OSError: No such file as ukdale.h5

In [None]:
print("ds data type is {} - {}".format(type(ds), "Hello"))

# Exploring the Dataset

This is to hava a quick look into whats in UK-DALE dataset object.  

Reference:
- [Python 3.6 Doc - collection.OrderedDict](https://docs.python.org/3.6/library/collections.html#ordereddict-objects)
- [Python 3.6 Doc - dict](https://docs.python.org/3.6/tutorial/datastructures.html#dictionaries)

## Dataset.Metadata 
There is a lot of metadata associated with the dataset, including information about the 
models of meter device the authors used to record UK-DALE.

In [None]:
print(type(ds.metadata))

### Print out the metadata to see the key and value

In [None]:
ntk.utils.print_dict(ds.metadata)

### Get - "ds.buildings" in 'collections.OrderedDict'

In [None]:
ntk.utils.print_dict(ds.buildings)

In [None]:
print(type(ds.buildings))

In [None]:
len(ds.buildings)

## Dataset.Buildling 

Each building has a little bit of metadata associated with it (there isn't much building-specific metadata in UK-DALE):

In [None]:
# Define building/house number
mybuilding = ds.buildings[1]
mybuilding

In [None]:
type(ds.buildings[1])

### Access Building 1 metadata

In [None]:
type(mybuilding.metadata)

In [None]:
# Get all keys from dictionary
mybuilding.metadata.keys()

In [None]:
ds.buildings[1].metadata['energy_improvements']

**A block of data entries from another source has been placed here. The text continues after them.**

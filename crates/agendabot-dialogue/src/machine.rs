//! Schedule collection -- one validated field per step.
//!
//! A [`Collection`] is the partially collected request plus a cursor: each
//! variant names the field the bot is waiting for and carries everything
//! gathered so far.  [`Collection::advance`] is the whole transition
//! function.  It consumes the collection and one raw input and yields the
//! next collection, the completed [`ScheduleRequest`], or the reason the
//! collection was aborted.
//!
//! Field order:
//!
//! 1. start date, end date, first-report date (`ddmmaaaa`)
//! 2. frequency (`diária` / `semanal` / `mensal`)
//! 3. daily: interval; weekly: weekdays then interval; monthly: months,
//!    days of the month, then interval
//!
//! A failed validation aborts; it never re-prompts in place.

use chrono::{Month, Weekday};
use tracing::debug;

use agendabot_intent::frequency_detail_prompt;

use crate::error::FieldError;
use crate::request::{Frequency, FrequencyDetails, IntervalHours, ScheduleDate, ScheduleRequest};
use crate::validate::{parse_days_of_month, parse_month_list, parse_weekday_list};

const START_DATE_PROMPT: &str =
    "Por favor, informe a data inicial do agendamento (exemplo: 01012024):";
const END_DATE_PROMPT: &str = "Agora, informe a data final do agendamento (exemplo: 31122024):";
const FIRST_REPORT_PROMPT: &str =
    "Por fim, informe a data para gerar o primeiro relatório (exemplo: 01012024):";
const FREQUENCY_PROMPT: &str = "Qual é a frequência desejada (diária/semanal/mensal):";
const WEEKDAYS_PROMPT: &str = "Quais dias da semana (exemplo: segunda-feira, quarta-feira):";
const MONTHS_PROMPT: &str = "Quais meses (exemplo: janeiro, fevereiro):";
const DAYS_OF_MONTH_PROMPT: &str = "Quais dias do mês (exemplo: 1, 15):";
const INTERVAL_PROMPT: &str = "A cada quantas horas (uma ou duas):";

/// The three dates every request carries.
#[derive(Debug, Clone, PartialEq, Eq)]
pub struct Dates {
    pub start: ScheduleDate,
    pub end: ScheduleDate,
    pub first_report: ScheduleDate,
}

/// A schedule request under construction.
#[derive(Debug, Clone, PartialEq, Eq)]
pub enum Collection {
    /// Entered the collecting state; the next utterance starts the sequence.
    /// That utterance is not read as a field, even if it is a valid date.
    Kickoff,
    StartDate,
    EndDate {
        start: ScheduleDate,
    },
    FirstReportDate {
        start: ScheduleDate,
        end: ScheduleDate,
    },
    Frequency {
        dates: Dates,
    },
    DailyInterval {
        dates: Dates,
    },
    WeeklyDays {
        dates: Dates,
    },
    WeeklyInterval {
        dates: Dates,
        days: Vec<Weekday>,
    },
    MonthlyMonths {
        dates: Dates,
    },
    MonthlyDays {
        dates: Dates,
        months: Vec<Month>,
    },
    MonthlyInterval {
        dates: Dates,
        months: Vec<Month>,
        days_of_month: Vec<u8>,
    },
}

/// Result of feeding one input to a [`Collection`].
#[derive(Debug, Clone, PartialEq, Eq)]
pub enum Advance {
    /// More input is needed; ask with [`Collection::prompt`].
    Next(Collection),
    /// Every field is present and valid.
    Complete(ScheduleRequest),
    /// Validation failed; nothing is retained.
    Abort(FieldError),
}

impl Collection {
    /// Short name of the awaited field, for logs.
    pub fn field(&self) -> &'static str {
        match self {
            Self::Kickoff => "kickoff",
            Self::StartDate => "start_date",
            Self::EndDate { .. } => "end_date",
            Self::FirstReportDate { .. } => "first_report_date",
            Self::Frequency { .. } => "frequency",
            Self::DailyInterval { .. } => "daily_interval",
            Self::WeeklyDays { .. } => "weekly_days",
            Self::WeeklyInterval { .. } => "weekly_interval",
            Self::MonthlyMonths { .. } => "monthly_months",
            Self::MonthlyDays { .. } => "monthly_days",
            Self::MonthlyInterval { .. } => "monthly_interval",
        }
    }

    /// The question asking for the awaited field.
    ///
    /// The first weekly and monthly detail prompts are headed by the
    /// frequency-specific sub-question.
    pub fn prompt(&self) -> String {
        match self {
            Self::Kickoff => String::new(),
            Self::StartDate => START_DATE_PROMPT.into(),
            Self::EndDate { .. } => END_DATE_PROMPT.into(),
            Self::FirstReportDate { .. } => FIRST_REPORT_PROMPT.into(),
            Self::Frequency { .. } => FREQUENCY_PROMPT.into(),
            Self::DailyInterval { .. } => frequency_detail_prompt(Frequency::Daily.label()).into(),
            Self::WeeklyDays { .. } => format!(
                "{}\n{WEEKDAYS_PROMPT}",
                frequency_detail_prompt(Frequency::Weekly.label())
            ),
            Self::MonthlyMonths { .. } => format!(
                "{}\n{MONTHS_PROMPT}",
                frequency_detail_prompt(Frequency::Monthly.label())
            ),
            Self::MonthlyDays { .. } => DAYS_OF_MONTH_PROMPT.into(),
            Self::WeeklyInterval { .. } | Self::MonthlyInterval { .. } => INTERVAL_PROMPT.into(),
        }
    }

    /// Consume one raw input.
    pub fn advance(self, input: &str) -> Advance {
        let input = input.trim();
        debug!(field = self.field(), "advancing collection");

        match self {
            Self::Kickoff => Advance::Next(Self::StartDate),

            Self::StartDate => match ScheduleDate::parse(input) {
                Some(start) => Advance::Next(Self::EndDate { start }),
                None => Advance::Abort(FieldError::InvalidStartDate),
            },

            Self::EndDate { start } => match ScheduleDate::parse(input) {
                Some(end) => Advance::Next(Self::FirstReportDate { start, end }),
                None => Advance::Abort(FieldError::InvalidEndDate),
            },

            Self::FirstReportDate { start, end } => match ScheduleDate::parse(input) {
                Some(first_report) => Advance::Next(Self::Frequency {
                    dates: Dates {
                        start,
                        end,
                        first_report,
                    },
                }),
                None => Advance::Abort(FieldError::InvalidFirstReportDate),
            },

            Self::Frequency { dates } => match Frequency::parse(input) {
                Some(Frequency::Daily) => Advance::Next(Self::DailyInterval { dates }),
                Some(Frequency::Weekly) => Advance::Next(Self::WeeklyDays { dates }),
                Some(Frequency::Monthly) => Advance::Next(Self::MonthlyMonths { dates }),
                None => Advance::Abort(FieldError::UnknownFrequency),
            },

            Self::DailyInterval { dates } => match IntervalHours::parse(input) {
                Some(interval_hours) => {
                    complete(dates, FrequencyDetails::Daily { interval_hours })
                }
                None => Advance::Abort(FieldError::InvalidDailyInterval),
            },

            Self::WeeklyDays { dates } => match parse_weekday_list(input) {
                Some(days) => Advance::Next(Self::WeeklyInterval { dates, days }),
                None => Advance::Abort(FieldError::InvalidWeekdays),
            },

            Self::WeeklyInterval { dates, days } => match IntervalHours::parse(input) {
                Some(interval_hours) => complete(
                    dates,
                    FrequencyDetails::Weekly {
                        days,
                        interval_hours,
                    },
                ),
                None => Advance::Abort(FieldError::InvalidWeeklyInterval),
            },

            Self::MonthlyMonths { dates } => match parse_month_list(input) {
                Some(months) => Advance::Next(Self::MonthlyDays { dates, months }),
                None => Advance::Abort(FieldError::InvalidMonths),
            },

            Self::MonthlyDays { dates, months } => match parse_days_of_month(input) {
                Some(days_of_month) => Advance::Next(Self::MonthlyInterval {
                    dates,
                    months,
                    days_of_month,
                }),
                None => Advance::Abort(FieldError::InvalidDaysOfMonth),
            },

            Self::MonthlyInterval {
                dates,
                months,
                days_of_month,
            } => match IntervalHours::parse(input) {
                Some(interval_hours) => complete(
                    dates,
                    FrequencyDetails::Monthly {
                        months,
                        days_of_month,
                        interval_hours,
                    },
                ),
                None => Advance::Abort(FieldError::InvalidMonthlyInterval),
            },
        }
    }
}

fn complete(dates: Dates, details: FrequencyDetails) -> Advance {
    Advance::Complete(ScheduleRequest {
        start_date: dates.start,
        end_date: dates.end,
        first_report_date: dates.first_report,
        details,
    })
}

// ---------------------------------------------------------------------------
// Blocking rendition
// ---------------------------------------------------------------------------

/// Supplies raw input when the collection asks for it.
///
/// Returning `None` means the input source is closed.
pub trait InputProvider {
    fn next_input(&mut self, prompt: &str) -> Option<String>;
}

impl<F> InputProvider for F
where
    F: FnMut(&str) -> Option<String>,
{
    fn next_input(&mut self, prompt: &str) -> Option<String> {
        self(prompt)
    }
}

/// Run the whole collection as a single sequence, starting at the start
/// date and pulling each field from `inputs`.
pub fn collect(inputs: &mut impl InputProvider) -> Result<ScheduleRequest, FieldError> {
    let mut collection = Collection::StartDate;
    loop {
        let Some(input) = inputs.next_input(&collection.prompt()) else {
            return Err(FieldError::InputClosed);
        };
        match collection.advance(&input) {
            Advance::Next(next) => collection = next,
            Advance::Complete(request) => return Ok(request),
            Advance::Abort(reason) => return Err(reason),
        }
    }
}

// ---------------------------------------------------------------------------
// Tests
// ---------------------------------------------------------------------------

#### Extract specified key - timeframe

In [None]:
# Get the value of 'timeframe' by specifing the key in dictionary
dict_metadata_timeframe = ds.buildings[1].metadata['timeframe']
print(dict_metadata_timeframe)

In [None]:
# Extract the value of 'start' in 'timeframe'
dict_timeframe_start = ds.buildings[1].metadata['timeframe']['start']
print(dict_timeframe_start)
print("")

#### Extract specified key - rooms

In [None]:
mybuilding.metadata['rooms']

In [None]:
mybuilding.metadata['rooms'][1]

### Building identifies

In [None]:
mybuilding.identifier

In [None]:
type(mybuilding.identifier)

### Show buidling metadata

In [None]:
mybuilding.metadata

# Quick view of Building.MeterGroup

To access the building metergroup from Dataset class. It uses to formulate the group of appliances, and form it metergroup.  Also, it shows various detail appliances in the building or house in "nilmtk.metergroup.MeterGroup"

In [None]:
house_data = ds.buildings[1].elec

type(house_data)

In [None]:
# Each building has an elec attribute which is a MeterGroup object (much more about those soon!)

house_data

In [None]:
for item in house_data.appliances:
    print(item)

In [None]:
ds.buildings[1].elec.appliances[0]

In [None]:
house = ds.buildings[1].elec

In [None]:
house.select_using_appliances(type=['light', 'kettle', 'toaster'])

In [None]:
house.select_using_appliances(room='bathroom')

In [None]:
house.select_using_appliances(category='lighting')

In [None]:
print(type(ds.buildings[1].elec))

In [None]:
house.__getitem__('toaster')

# Workout & Findings

After the completion this notebook, prepare a simple presentation slide to express your summary and new discovery information from here.